▶ [What you need to do]:
Begin at the line containing "first, so keys" in the data below and go on through the line containing "async fn incr_window(&self, key: &str, window_ms: u64)", repeating each line exactly; include both ends and no other line.

Saved entries
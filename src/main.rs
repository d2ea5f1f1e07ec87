use chrono::Utc;
use clap::{Parser, Subcommand};
use colored::Colorize;
use eyre::{Context, Result, eyre};
use std::path::PathBuf;
use todostore::{Backend, Collection, Config, FilterMode, IdGenerator, Store, Task, TaskEdit, Theme, parse_deadline};

#[derive(Parser)]
#[command(name = "todostore")]
#[command(about = "TodoStore CLI - Keep a task list with deadlines and tags")]
#[command(version)]
struct Cli {
    /// Path to the config file (default: <config dir>/todostore/config.yaml)
    #[arg(short, long)]
    config: Option<PathBuf>,

    /// Override the data directory from the config
    #[arg(short, long)]
    data_dir: Option<PathBuf>,

    #[command(subcommand)]
    command: Commands,
}

#[derive(Subcommand)]
enum Commands {
    /// List tasks in display order
    List {
        /// all, active or completed
        #[arg(short, long, default_value_t = FilterMode::All)]
        filter: FilterMode,
    },

    /// Add a task to the top of the list
    Add {
        label: String,

        /// Deadline, e.g. 2024-12-01T23:59 or 2024-12-01
        #[arg(short, long, value_parser = parse_deadline)]
        deadline: Option<chrono::DateTime<Utc>>,

        /// Tag to attach (repeatable)
        #[arg(short, long = "tag")]
        tags: Vec<String>,
    },

    /// Mark a task completed
    Done { id: String },

    /// Mark a task not completed
    Undo { id: String },

    /// Change a task's label, deadline or tags
    Edit {
        id: String,

        #[arg(short, long)]
        label: Option<String>,

        #[arg(short, long, value_parser = parse_deadline, conflicts_with = "clear_deadline")]
        deadline: Option<chrono::DateTime<Utc>>,

        #[arg(long)]
        clear_deadline: bool,

        /// Replace all tags (repeatable)
        #[arg(short, long = "tag")]
        tags: Vec<String>,
    },

    /// Delete a task
    Rm { id: String },

    /// Move the task at position FROM to position TO (positions as shown by list)
    Mv { from: usize, to: usize },

    /// Show or change the theme: show, toggle, dark or light
    Theme { action: Option<String> },
}

fn main() -> Result<()> {
    let cli = Cli::parse();

    let mut config = Config::load_or_default(cli.config.as_deref())?;
    if let Some(data_dir) = cli.data_dir {
        config.data_dir = data_dir;
    }

    setup_logging(&config.log_level)?;

    let backend = config.open_backend()?;
    let mut store = Store::open_default(backend);

    match cli.command {
        Commands::List { filter } => {
            print_list(&store.collection(), filter);
        }
        Commands::Add { label, deadline, tags } => {
            let before = store.len();
            let collection = store.add(&label, deadline, tags).context("Failed to add task")?;
            if collection.len() == before {
                println!("Nothing added: label is empty");
            } else {
                println!("Added {}", collection[0].id().bold());
            }
        }
        Commands::Done { id } => {
            let id = resolve_id(&store, &id)?;
            store
                .set_completion(&id, true, TaskEdit::default())
                .context("Failed to update task")?;
            println!("Completed {}", id.bold());
        }
        Commands::Undo { id } => {
            let id = resolve_id(&store, &id)?;
            store
                .set_completion(&id, false, TaskEdit::default())
                .context("Failed to update task")?;
            println!("Reopened {}", id.bold());
        }
        Commands::Edit {
            id,
            label,
            deadline,
            clear_deadline,
            tags,
        } => {
            let id = resolve_id(&store, &id)?;
            let completed = store.get(&id).is_some_and(Task::is_completed);

            let mut edit = TaskEdit {
                label,
                ..TaskEdit::default()
            };
            if let Some(deadline) = deadline {
                edit = edit.deadline(deadline);
            } else if clear_deadline {
                edit = edit.clear_deadline();
            }
            if !tags.is_empty() {
                edit = edit.tags(tags);
            }

            store
                .set_completion(&id, completed, edit)
                .context("Failed to update task")?;
            println!("Updated {}", id.bold());
        }
        Commands::Rm { id } => {
            let id = resolve_id(&store, &id)?;
            store.remove(&id).context("Failed to delete task")?;
            println!("Deleted {}", id.bold());
        }
        Commands::Mv { from, to } => {
            store.reorder(from, to).context("Failed to move task")?;
            println!("Moved {} -> {}", from, to);
        }
        Commands::Theme { action } => {
            let theme = match action.as_deref() {
                None | Some("show") => store.theme(),
                Some("toggle") => store.toggle_theme().context("Failed to save theme")?,
                Some(other) => {
                    let theme: Theme = other.parse()?;
                    store.set_theme(theme).context("Failed to save theme")?
                }
            };
            println!("Theme: {}", theme);
        }
    }

    Ok(())
}

fn setup_logging(level: &str) -> Result<()> {
    let level: tracing::Level = level
        .parse()
        .map_err(|_| eyre!("Invalid log level in config: {}", level))?;

    tracing_subscriber::fmt()
        .with_max_level(level)
        .with_writer(std::io::stderr)
        .init();

    Ok(())
}

/// Exact id, or a trailing fragment (as printed by `list`) that matches exactly one task
fn resolve_id<B: Backend, G: IdGenerator>(store: &Store<B, G>, query: &str) -> Result<String> {
    // An empty fragment would match every id
    if query.trim().is_empty() {
        return Err(eyre!("Task id cannot be empty"));
    }

    if store.get(query).is_some() {
        return Ok(query.to_string());
    }

    let collection = store.collection();
    let matches: Vec<&str> = collection
        .iter()
        .map(|t| t.id())
        .filter(|id| id.ends_with(query))
        .collect();

    match matches.as_slice() {
        [id] => Ok(id.to_string()),
        [] => Err(eyre!("No task matching '{}'", query)),
        _ => Err(eyre!("'{}' matches {} tasks, give more characters", query, matches.len())),
    }
}

fn print_list(collection: &Collection, filter: FilterMode) {
    let now = Utc::now();
    let mut shown = 0;

    for (position, task) in collection.iter().enumerate() {
        if !filter.matches(task) {
            continue;
        }
        shown += 1;

        let check = if task.is_completed() { "[x]" } else { "[ ]" };
        let label = if task.is_completed() {
            task.label().dimmed().strikethrough()
        } else {
            task.label().normal()
        };

        let mut line = format!("{:>3}  {} {}  {}", position, check, label, short_id(task.id()).bright_black());

        if let Some(deadline) = task.deadline() {
            let due = format!("due {}", deadline.format("%Y-%m-%d %H:%M"));
            let due = if task.is_overdue(now) { due.red() } else { due.yellow() };
            line.push_str(&format!("  {}", due));
        }

        for tag in task.tags().iter() {
            line.push_str(&format!("  {}", format!("#{}", tag).cyan()));
        }

        println!("{}", line);
    }

    if shown == 0 {
        println!("No {} tasks", filter);
    }
}

fn short_id(id: &str) -> &str {
    // UUID v7 heads are timestamps and repeat within a session; the random tail does not
    if id.is_ascii() && id.len() > 12 { &id[id.len() - 8..] } else { id }
}

#[cfg(test)]
mod tests {
    use super::*;
    use todostore::{MemoryBackend, SequentialIds};

    fn single_task_store() -> Store<MemoryBackend, SequentialIds> {
        let raw = r#"[{"id":"0190b6a2-7c1e-7d3f-9a4b-1c2d3e4f5a6b","label":"Only","checked":false}]"#;
        Store::open(MemoryBackend::new().with_entry("todos", raw), SequentialIds::default())
    }

    #[test]
    fn test_resolve_id_rejects_empty_query() {
        let store = single_task_store();
        assert!(resolve_id(&store, "").is_err());
        assert!(resolve_id(&store, "   ").is_err());
    }

    #[test]
    fn test_resolve_id_exact_and_suffix() {
        let store = single_task_store();
        let full = "0190b6a2-7c1e-7d3f-9a4b-1c2d3e4f5a6b";
        assert_eq!(resolve_id(&store, full).unwrap(), full);
        assert_eq!(resolve_id(&store, "3e4f5a6b").unwrap(), full);
        assert!(resolve_id(&store, "ffff").is_err());
    }

    #[test]
    fn test_resolve_id_ambiguous_suffix() {
        let store = Store::open(MemoryBackend::new(), SequentialIds::default());
        // Exact ids resolve before suffix matching
        assert_eq!(resolve_id(&store, "1").unwrap(), "1");

        let raw = r#"[{"id":"a-12","label":"x","checked":false},{"id":"b-12","label":"y","checked":false}]"#;
        let store = Store::open(MemoryBackend::new().with_entry("todos", raw), SequentialIds::default());
        assert!(resolve_id(&store, "12").is_err());
        assert_eq!(resolve_id(&store, "b-12").unwrap(), "b-12");
    }

    #[test]
    fn test_short_id() {
        assert_eq!(short_id("0190b6a2-7c1e-7d3f-9a4b-1c2d3e4f5a6b"), "3e4f5a6b");
        assert_eq!(short_id("42"), "42");
    }
}
// Trait for values persisted as a collection under a named key

use serde::{Deserialize, Serialize};

/// Core trait that any storable record must implement
pub trait Record: Serialize + for<'de> Deserialize<'de> + Clone + 'static {
    /// Unique identifier for this record within its collection
    fn id(&self) -> &str;

    /// Backend key the whole collection is stored under (e.g. "todos")
    fn storage_key() -> &'static str
    where
        Self: Sized;
}
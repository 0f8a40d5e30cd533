//! Bounded FIFO admission queue.

use std::collections::VecDeque;

/// A FIFO queue that refuses new items once `max_size` is reached.
///
/// Shrinking the bound below the current length evicts nothing; it only
/// blocks further enqueues until the queue drains back under the new bound.
#[derive(Debug, Clone)]
pub struct BoundedQueue<T> {
    items: VecDeque<T>,
    max_size: usize,
}

impl<T> BoundedQueue<T> {
    /// Create an empty queue holding at most `max_size` items.
    pub fn new(max_size: usize) -> Self {
        Self {
            items: VecDeque::new(),
            max_size,
        }
    }

    /// Append `item` unless the queue is full.
    ///
    /// Returns `false` without modifying the queue when full.
    pub fn enqueue(&mut self, item: T) -> bool {
        if self.is_full() {
            return false;
        }
        self.items.push_back(item);
        true
    }

    /// Remove and return the oldest item.
    pub fn dequeue(&mut self) -> Option<T> {
        self.items.pop_front()
    }

    /// The oldest item, if any.
    pub fn peek(&self) -> Option<&T> {
        self.items.front()
    }

    pub fn len(&self) -> usize {
        self.items.len()
    }

    pub fn is_empty(&self) -> bool {
        self.items.is_empty()
    }

    pub fn is_full(&self) -> bool {
        self.items.len() >= self.max_size
    }

    pub fn max_size(&self) -> usize {
        self.max_size
    }

    /// Change the bound; existing items are kept.
    pub fn set_max_size(&mut self, max_size: usize) {
        self.max_size = max_size;
    }

    /// Drop all queued items.
    pub fn clear(&mut self) {
        self.items.clear();
    }
}

#[cfg(test)]
mod tests {
    use super::*;

    #[test]
    fn test_enqueue_until_full() {
        let mut queue = BoundedQueue::new(2);
        assert!(queue.enqueue("a"));
        assert!(queue.enqueue("b"));
        assert!(!queue.enqueue("c"));
        assert_eq!(queue.len(), 2);
    }

    #[test]
    fn test_dequeue_is_fifo() {
        let mut queue = BoundedQueue::new(10);
        for i in 0..5 {
            queue.enqueue(i);
        }

        assert_eq!(queue.peek(), Some(&0));
        let drained: Vec<_> = std::iter::from_fn(|| queue.dequeue()).collect();
        assert_eq!(drained, vec![0, 1, 2, 3, 4]);
        assert_eq!(queue.dequeue(), None);
    }

    #[test]
    fn test_shrinking_keeps_items_and_blocks_enqueue() {
        let mut queue = BoundedQueue::new(4);
        for i in 0..4 {
            queue.enqueue(i);
        }

        queue.set_max_size(2);
        assert_eq!(queue.len(), 4);
        assert!(!queue.enqueue(9));

        queue.dequeue();
        queue.dequeue();
        assert!(!queue.enqueue(9));

        queue.dequeue();
        assert!(queue.enqueue(9));
        assert_eq!(queue.len(), 2);
    }

    #[test]
    fn test_zero_bound_refuses_everything() {
        let mut queue = BoundedQueue::new(0);
        assert!(queue.is_full());
        assert!(!queue.enqueue(1));
    }

    #[test]
    fn test_clear() {
        let mut queue = BoundedQueue::new(3);
        queue.enqueue(1);
        queue.clear();
        assert!(queue.is_empty());
    }
}
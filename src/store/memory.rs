//! In-process shared store.
//!
//! Each key is guarded by its DashMap shard lock for the duration of an
//! operation, which makes every operation atomic per key. Several registries
//! holding the same `Arc<MemoryStore>` enforce one limit between them.

use std::collections::{BTreeSet, VecDeque};
use std::sync::atomic::{AtomicU64, Ordering};
use std::sync::Arc;

use async_trait::async_trait;
use dashmap::mapref::one::RefMut;
use dashmap::DashMap;
use tracing::{debug, trace};

use super::{
    refill_and_take, SharedStore, StoreError, StoreResult, TokenTake, TOKEN_STATE_TTL_MS,
    WINDOW_CLEANUP_GRACE_MS,
};
use crate::ratelimit::{Clock, SystemClock};

/// Expired keys are swept once every this many new keys.
const SWEEP_EVERY: u64 = 1024;

enum Stored {
    Counter(u64),
    /// Members ordered by `(score, member)`
    Window(BTreeSet<(u64, String)>),
    Bucket { tokens: Option<f64>, last: Option<u64> },
    List(VecDeque<String>),
}

struct Slot {
    value: Stored,
    /// Epoch millis at which the key disappears
    expires_at: Option<u64>,
}

impl Slot {
    fn new(value: Stored) -> Self {
        Self {
            value,
            expires_at: None,
        }
    }

    fn is_expired(&self, now: u64) -> bool {
        self.expires_at.is_some_and(|at| now >= at)
    }
}

/// A [`SharedStore`] held in process memory.
pub struct MemoryStore {
    slots: DashMap<String, Slot>,
    clock: Arc<dyn Clock>,
    inserts: AtomicU64,
}

impl MemoryStore {
    /// Create an empty store on the system clock.
    pub fn new() -> Self {
        Self::with_clock(Arc::new(SystemClock))
    }

    /// Create an empty store that evaluates expiry against `clock`.
    pub fn with_clock(clock: Arc<dyn Clock>) -> Self {
        Self {
            slots: DashMap::new(),
            clock,
            inserts: AtomicU64::new(0),
        }
    }

    /// Number of live keys.
    pub fn key_count(&self) -> usize {
        let now = self.clock.now_millis();
        self.slots.iter().filter(|slot| !slot.is_expired(now)).count()
    }

    /// Drop every expired key, returning how many were removed.
    pub fn purge_expired(&self) -> usize {
        let now = self.clock.now_millis();
        let before = self.slots.len();
        self.slots.retain(|_, slot| !slot.is_expired(now));
        let purged = before.saturating_sub(self.slots.len());
        if purged > 0 {
            debug!(purged = purged, "Purged expired keys");
        }
        purged
    }

    /// Lock `key`, replacing it with `fresh()` if absent or expired.
    ///
    /// Creating a new key occasionally sweeps expired ones first, so keys
    /// that are never touched again do not accumulate.
    fn slot(&self, key: &str, fresh: fn() -> Stored) -> RefMut<'_, String, Slot> {
        if !self.slots.contains_key(key)
            && self.inserts.fetch_add(1, Ordering::Relaxed) % SWEEP_EVERY == SWEEP_EVERY - 1
        {
            self.purge_expired();
        }

        let now = self.clock.now_millis();
        let mut slot = self
            .slots
            .entry(key.to_string())
            .or_insert_with(|| Slot::new(fresh()));
        if slot.is_expired(now) {
            trace!(key = key, "Key expired");
            *slot = Slot::new(fresh());
        }
        slot
    }
}

impl Default for MemoryStore {
    fn default() -> Self {
        Self::new()
    }
}

fn wrong_type(key: &str) -> StoreError {
    StoreError::WrongType(key.to_string())
}

#[async_trait]
impl SharedStore for MemoryStore {
    async fn incr_window(&self, key: &str, window_ms: u64) -> StoreResult<u64> {
        let now = self.clock.now_millis();
        let mut guard = self.slot(key, || Stored::Counter(0));
        let slot = &mut *guard;

        let Stored::Counter(value) = &mut slot.value else {
            return Err(wrong_type(key));
        };
        *value += 1;
        if *value == 1 {
            slot.expires_at = Some(now.saturating_add(window_ms));
        }
        Ok(*value)
    }

    async fn record_in_window(
        &self,
        key: &str,
        now_ms: u64,
        window_ms: u64,
        member: &str,
    ) -> StoreResult<u64> {
        let mut guard = self.slot(key, || Stored::Window(BTreeSet::new()));
        let slot = &mut *guard;

        let Stored::Window(members) = &mut slot.value else {
            return Err(wrong_type(key));
        };
        members.insert((now_ms, member.to_string()));

        let min_score = now_ms.saturating_sub(window_ms);
        let retained = members.split_off(&(min_score, String::new()));
        *members = retained;

        slot.expires_at = Some(
            self.clock
                .now_millis()
                .saturating_add(window_ms)
                .saturating_add(WINDOW_CLEANUP_GRACE_MS),
        );
        Ok(members.len() as u64)
    }

    async fn take_tokens(
        &self,
        key: &str,
        capacity: f64,
        refill_per_ms: f64,
        now_ms: u64,
        requested: f64,
    ) -> StoreResult<TokenTake> {
        let mut guard = self.slot(key, || Stored::Bucket {
            tokens: None,
            last: None,
        });
        let slot = &mut *guard;

        let Stored::Bucket { tokens, last } = &mut slot.value else {
            return Err(wrong_type(key));
        };
        let take = refill_and_take(
            tokens.unwrap_or(capacity),
            last.unwrap_or(now_ms),
            capacity,
            refill_per_ms,
            now_ms,
            requested,
        );
        *tokens = Some(take.tokens);
        *last = Some(last.map_or(now_ms, |last| last.max(now_ms)));

        slot.expires_at = Some(self.clock.now_millis().saturating_add(TOKEN_STATE_TTL_MS));
        Ok(take)
    }

    async fn queue_len(&self, key: &str) -> StoreResult<u64> {
        let now = self.clock.now_millis();
        let Some(slot) = self.slots.get(key) else {
            return Ok(0);
        };
        match &slot.value {
            _ if slot.is_expired(now) => Ok(0),
            Stored::List(items) => Ok(items.len() as u64),
            _ => Err(wrong_type(key)),
        }
    }

    async fn queue_push(&self, key: &str, item: &str) -> StoreResult<()> {
        let mut guard = self.slot(key, || Stored::List(VecDeque::new()));
        match &mut guard.value {
            Stored::List(items) => {
                items.push_back(item.to_string());
                Ok(())
            }
            _ => Err(wrong_type(key)),
        }
    }

    async fn queue_pop(&self, key: &str) -> StoreResult<Option<String>> {
        let Some(mut slot) = self.slots.get_mut(key) else {
            return Ok(None);
        };
        if slot.is_expired(self.clock.now_millis()) {
            drop(slot);
            self.slots.remove(key);
            return Ok(None);
        }

        let Stored::List(items) = &mut slot.value else {
            return Err(wrong_type(key));
        };
        let item = items.pop_front();
        let drained = items.is_empty();
        drop(slot);

        // Emptied lists disappear, as they do in Redis
        if drained {
            self.slots
                .remove_if(key, |_, slot| matches!(&slot.value, Stored::List(items) if items.is_empty()));
        }
        Ok(item)
    }
}
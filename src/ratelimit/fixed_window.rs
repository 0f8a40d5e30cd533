//! Fixed window counter.

use std::sync::Arc;

use chrono::{DateTime, Utc};
use parking_lot::Mutex;
use serde::Serialize;
use tracing::{debug, trace};

use super::clock::{to_datetime, Clock, SystemClock};
use super::decision::{Decision, Reason};
use super::rules::{valid_window, LimiterConfig};

/// Read-only view of a fixed window limiter.
#[derive(Debug, Clone, PartialEq, Serialize)]
#[serde(rename_all = "camelCase")]
pub struct FixedWindowState {
    pub limit: u64,
    pub window_ms: u64,
    pub count: u64,
    pub window_start: DateTime<Utc>,
}

struct Window {
    limit: u64,
    window_ms: u64,
    count: u64,
    /// Epoch millis at which the current window opened
    window_start: u64,
}

/// A rate limiter that counts admissions in non-overlapping windows.
///
/// The window resets lazily: the first decision that observes the window has
/// expired starts a new one at its own timestamp. Config changes never reset
/// the current window, so bursts straddling a boundary can reach twice the
/// limit.
pub struct FixedWindowLimiter {
    window: Mutex<Window>,
    clock: Arc<dyn Clock>,
}

impl FixedWindowLimiter {
    /// Create a fixed window limiter on the system clock.
    pub fn new(limit: u64, window_ms: u64) -> Self {
        Self::with_clock(limit, window_ms, Arc::new(SystemClock))
    }

    /// Create a fixed window limiter reading time from `clock`.
    pub fn with_clock(limit: u64, window_ms: u64, clock: Arc<dyn Clock>) -> Self {
        let window_start = clock.now_millis();
        Self {
            window: Mutex::new(Window {
                limit,
                window_ms,
                count: 0,
                window_start,
            }),
            clock,
        }
    }

    /// Decide whether to admit `request_id`.
    pub fn decide(&self, request_id: &str) -> Decision {
        let now = self.clock.now_millis();
        let mut window = self.window.lock();

        if now.saturating_sub(window.window_start) >= window.window_ms {
            trace!(count = window.count, "Fixed window expired, resetting");
            window.window_start = now;
            window.count = 0;
        }

        if window.count < window.limit {
            window.count += 1;
            return Decision::allowed(request_id, to_datetime(now), Some(window.count));
        }

        debug!(
            request_id = request_id,
            count = window.count,
            limit = window.limit,
            "Fixed window limit exceeded"
        );
        Decision::rejected(
            request_id,
            to_datetime(now),
            Some(window.count),
            Reason::LimitExceeded,
        )
    }

    /// Snapshot the current window.
    pub fn state(&self) -> FixedWindowState {
        let window = self.window.lock();
        FixedWindowState {
            limit: window.limit,
            window_ms: window.window_ms,
            count: window.count,
            window_start: to_datetime(window.window_start),
        }
    }

    /// Current `(limit, window_ms)`.
    pub fn settings(&self) -> (u64, u64) {
        let window = self.window.lock();
        (window.limit, window.window_ms)
    }

    /// Merge `limit` and `window_ms` from `config`.
    pub fn update_config(&self, config: &LimiterConfig) {
        let mut window = self.window.lock();
        if let Some(limit) = config.limit {
            window.limit = limit;
        }
        if let Some(window_ms) = config.window_ms.filter(|ms| valid_window(*ms)) {
            window.window_ms = window_ms;
        }
        debug!(
            limit = window.limit,
            window_ms = window.window_ms,
            "Fixed window config updated"
        );
    }
}

#[cfg(test)]
mod tests {
    use super::*;
    use crate::ratelimit::clock::ManualClock;
    use crate::ratelimit::decision::DecisionStatus;

    fn limiter(limit: u64, window_ms: u64) -> (FixedWindowLimiter, Arc<ManualClock>) {
        let clock = Arc::new(ManualClock::new(10_000));
        (FixedWindowLimiter::with_clock(limit, window_ms, clock.clone()), clock)
    }

    #[test]
    fn test_allows_within_limit() {
        let (limiter, _) = limiter(3, 1_000);

        for expected in 1..=3 {
            let decision = limiter.decide("req");
            assert_eq!(decision.status(), DecisionStatus::Allowed);
            assert_eq!(decision.count(), Some(expected));
        }
    }

    #[test]
    fn test_rejects_over_limit() {
        let (limiter, clock) = limiter(2, 1_000);

        limiter.decide("a");
        limiter.decide("b");
        clock.advance(999);

        let decision = limiter.decide("c");
        assert_eq!(decision.status(), DecisionStatus::Rejected);
        assert_eq!(decision.reason(), Some(Reason::LimitExceeded));
        assert_eq!(decision.count(), Some(2));
    }

    #[test]
    fn test_window_resets_after_expiry() {
        let (limiter, clock) = limiter(1, 1_000);

        assert!(limiter.decide("a").is_allowed());
        assert!(!limiter.decide("b").is_allowed());

        clock.advance(1_000);
        let decision = limiter.decide("c");
        assert!(decision.is_allowed());
        assert_eq!(decision.count(), Some(1));
        assert_eq!(limiter.state().window_start, to_datetime(11_000));
    }

    #[test]
    fn test_admitted_never_exceeds_limit_per_window() {
        let (limiter, clock) = limiter(5, 100);

        for _ in 0..10 {
            let admitted = (0..20).filter(|_| limiter.decide("r").is_allowed()).count();
            assert_eq!(admitted, 5);
            clock.advance(100);
        }
    }

    #[test]
    fn test_lowering_limit_mid_window_rejects_until_reset() {
        let (limiter, clock) = limiter(10, 1_000);
        for _ in 0..5 {
            limiter.decide("r");
        }

        limiter.update_config(&LimiterConfig::new().with_limit(3));
        assert_eq!(limiter.state().count, 5);

        clock.advance(500);
        for _ in 0..3 {
            let decision = limiter.decide("r");
            assert_eq!(decision.reason(), Some(Reason::LimitExceeded));
            assert_eq!(decision.count(), Some(5));
        }

        clock.advance(500);
        assert!(limiter.decide("r").is_allowed());
    }

    #[test]
    fn test_raising_limit_mid_window_admits_immediately() {
        let (limiter, _) = limiter(1, 1_000);
        limiter.decide("a");
        assert!(!limiter.decide("b").is_allowed());

        limiter.update_config(&LimiterConfig::new().with_limit(2));
        let decision = limiter.decide("c");
        assert!(decision.is_allowed());
        assert_eq!(decision.count(), Some(2));
    }

    #[test]
    fn test_update_ignores_unrelated_fields() {
        let (limiter, _) = limiter(4, 1_000);
        limiter.update_config(&LimiterConfig::new().with_capacity(99).with_window_ms(250));

        let state = limiter.state();
        assert_eq!(state.limit, 4);
        assert_eq!(state.window_ms, 250);
    }

    #[test]
    fn test_zero_limit_rejects_everything() {
        let (limiter, _) = limiter(0, 1_000);
        assert_eq!(limiter.decide("r").count(), Some(0));
        assert!(!limiter.decide("r").is_allowed());
    }

    #[test]
    fn test_update_ignores_unusable_windows() {
        let (limiter, _) = limiter(4, 1_000);
        limiter.update_config(&LimiterConfig::new().with_window_ms(0));
        limiter.update_config(&LimiterConfig::new().with_window_ms(u64::MAX));
        assert_eq!(limiter.state().window_ms, 1_000);
    }

    #[test]
    fn test_concurrent_decisions_admit_limit_exactly() {
        let (limiter, _) = limiter(100, 1_000);

        let allowed: usize = std::thread::scope(|scope| {
            let workers: Vec<_> = (0..8)
                .map(|_| {
                    let limiter = &limiter;
                    scope.spawn(move || (0..50).filter(|_| limiter.decide("r").is_allowed()).count())
                })
                .collect();
            workers.into_iter().map(|w| w.join().unwrap()).sum()
        });

        assert_eq!(allowed, 100);
        assert_eq!(limiter.state().count, 100);
    }
}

▶ [Expected answer]:
    /// Creating a new key occasionally sweeps expired ones first, so keys
    /// that are never touched again do not accumulate.
    fn slot(&self, key: &str, fresh: fn() -> Stored) -> RefMut<'_, String, Slot> {
        if !self.slots.contains_key(key)
            && self.inserts.fetch_add(1, Ordering::Relaxed) % SWEEP_EVERY == SWEEP_EVERY - 1
        {
            self.purge_expired();
        }

        let now = self.clock.now_millis();
        let mut slot = self
            .slots
            .entry(key.to_string())
            .or_insert_with(|| Slot::new(fresh()));
        if slot.is_expired(now) {
            trace!(key = key, "Key expired");
            *slot = Slot::new(fresh());
        }
        slot
    }
}

impl Default for MemoryStore {
    fn default() -> Self {
        Self::new()
    }
}

fn wrong_type(key: &str) -> StoreError {
    StoreError::WrongType(key.to_string())
}

#[async_trait]
impl SharedStore for MemoryStore {
    async fn incr_window(&self, key: &str, window_ms: u64) -> StoreResult<u64> {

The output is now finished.